部屋の一番奥に大量の書類が置かれた重厚な飴色の執務机、その手前には豪奢な応接セットがある。

彼は部屋を横切り、隣室に続く扉を開けた。

そこには大きめのカウチソファと小ぶりな机、書架が置いてあった。

彼は私を慎重に扉近くのカウチソファの上に下ろし、マントを取って、私の右手首を持ち上げる。


「痛むか?」


痣の近くに触れた指先が思いのほか優しくて、一瞬反応が遅れる。


「い、いいえ、今は、平気です。
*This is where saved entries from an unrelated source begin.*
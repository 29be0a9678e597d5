//! Workflow steps: the closed action vocabulary and its configuration form.
//!
//! Actions are parsed into a tagged enum up front so dispatch in the executor
//! is exhaustive; an action name outside the vocabulary becomes
//! [`StepAction::Unknown`] and fails at execution time rather than aborting
//! the configuration load.

use std::collections::BTreeMap;
use std::path::PathBuf;
use std::time::Duration;

use regex::{Regex, RegexBuilder};
use serde::Deserialize;

const DEFAULT_STEP_TIMEOUT: Duration = Duration::from_secs(30);
const DEFAULT_WAIT_TIMEOUT: Duration = Duration::from_secs(5);

/// Raw step entry as it appears in the rules document.
#[derive(Debug, Deserialize)]
pub(crate) struct RawStep {
    pub action: String,
    #[serde(default)]
    pub params: BTreeMap<String, serde_yaml::Value>,
    /// Seconds.
    #[serde(default)]
    pub timeout: Option<f64>,
    #[serde(default)]
    pub retry_count: u32,
    #[serde(default)]
    pub success_criteria: Option<String>,
}

#[derive(Debug, Clone)]
pub enum StepAction {
    PowerOn {
        port: Option<u8>,
        /// Raw `power_level` param, parsed at execution so a typo fails the
        /// step instead of silently powering at some other level.
        power_level: Option<String>,
    },
    PowerOff {
        port: Option<u8>,
    },
    WaitForDevice {
        timeout: Duration,
    },
    EnterBootloader {
        method: String,
    },
    FlashFirmware {
        file: Option<PathBuf>,
        tool: Option<String>,
    },
    ResetDevice,
    RunTest {
        script: Option<PathBuf>,
    },
    Unknown(String),
}

/// One workflow action with its execution policy.
#[derive(Debug, Clone)]
pub struct TestStep {
    pub action: StepAction,
    pub timeout: Duration,
    /// Additional attempts after a failed one.
    pub retry_count: u32,
    /// Matched against captured subprocess output; steps that produce no
    /// output ignore it.
    pub success_criteria: Option<Regex>,
    name: String,
}

impl TestStep {
    /// The configured action name, as recorded in `steps_executed`.
    pub fn name(&self) -> &str {
        &self.name
    }
}

fn param_str(params: &BTreeMap<String, serde_yaml::Value>, key: &str) -> Option<String> {
    params.get(key)?.as_str().map(str::to_owned)
}

fn param_u8(params: &BTreeMap<String, serde_yaml::Value>, key: &str) -> Option<u8> {
    params.get(key)?.as_u64().and_then(|v| u8::try_from(v).ok())
}

fn param_secs(params: &BTreeMap<String, serde_yaml::Value>, key: &str) -> Option<Duration> {
    params.get(key)?.as_f64().map(Duration::from_secs_f64)
}

impl RawStep {
    /// Interpret the raw entry. Malformed or missing parameters become `None`
    /// fields that fail with a message at execution, keeping the load
    /// lenient. A bad `success_criteria` pattern is a real configuration
    /// error and is reported to the caller.
    pub(crate) fn into_step(self) -> Result<TestStep, regex::Error> {
        let params = &self.params;
        let action = match self.action.as_str() {
            "power_on" => StepAction::PowerOn {
                // `port: auto` and no port at all both defer to correlation.
                port: param_u8(params, "port"),
                power_level: param_str(params, "power_level"),
            },
            "power_off" => StepAction::PowerOff {
                port: param_u8(params, "port"),
            },
            "wait_for_device" => StepAction::WaitForDevice {
                timeout: param_secs(params, "timeout").unwrap_or(DEFAULT_WAIT_TIMEOUT),
            },
            "enter_bootloader" => StepAction::EnterBootloader {
                method: param_str(params, "method").unwrap_or_else(|| "boot_reset".to_owned()),
            },
            "flash_firmware" => StepAction::FlashFirmware {
                file: param_str(params, "file").map(PathBuf::from),
                tool: param_str(params, "tool").filter(|t| t != "auto"),
            },
            "reset_device" => StepAction::ResetDevice,
            "run_test" => StepAction::RunTest {
                script: param_str(params, "script").map(PathBuf::from),
            },
            other => StepAction::Unknown(other.to_owned()),
        };

        let success_criteria = self
            .success_criteria
            .as_deref()
            .map(|pattern| {
                RegexBuilder::new(pattern)
                    .case_insensitive(true)
                    .build()
            })
            .transpose()?;

        Ok(TestStep {
            action,
            timeout: self
                .timeout
                .map(Duration::from_secs_f64)
                .unwrap_or(DEFAULT_STEP_TIMEOUT),
            retry_count: self.retry_count,
            success_criteria,
            name: self.action,
        })
    }
}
あの、トゥーイッラ魔術騎士団長は……」


「俺は大丈夫だ」


そう言って袖を捲り、自身の痣を見せてくれた。

初めて見る彼の右手首の痣は私と同じくらいの大きさだが、琥珀色をしていた。


「この痣ができたあの日から、ずっと捜していたんだ」


頭上から響く声に顔を上げれば、真摯な眼差しに射貫かれる。


「……なんでいなくなった?」


もう一度尋ねられる。

彼の強い魔力を感じ、呼吸が乱れる。

なにか答えなくてはと口を開きかけたとき、騒々しい複数の足音が近づいてきた。

おざなりなノックの後、外廊下へとつながる扉が荒々しく開かれる音が響く。

彼は眉間に皺を寄せ小さく息を吐いて、自分の髪を結わえていた幅広の琥珀色のリボンをほどく。

そして私の痣を隠すように手首に巻きつけた。

微かに触れる指先から伝わる熱に鼓動が乱れる。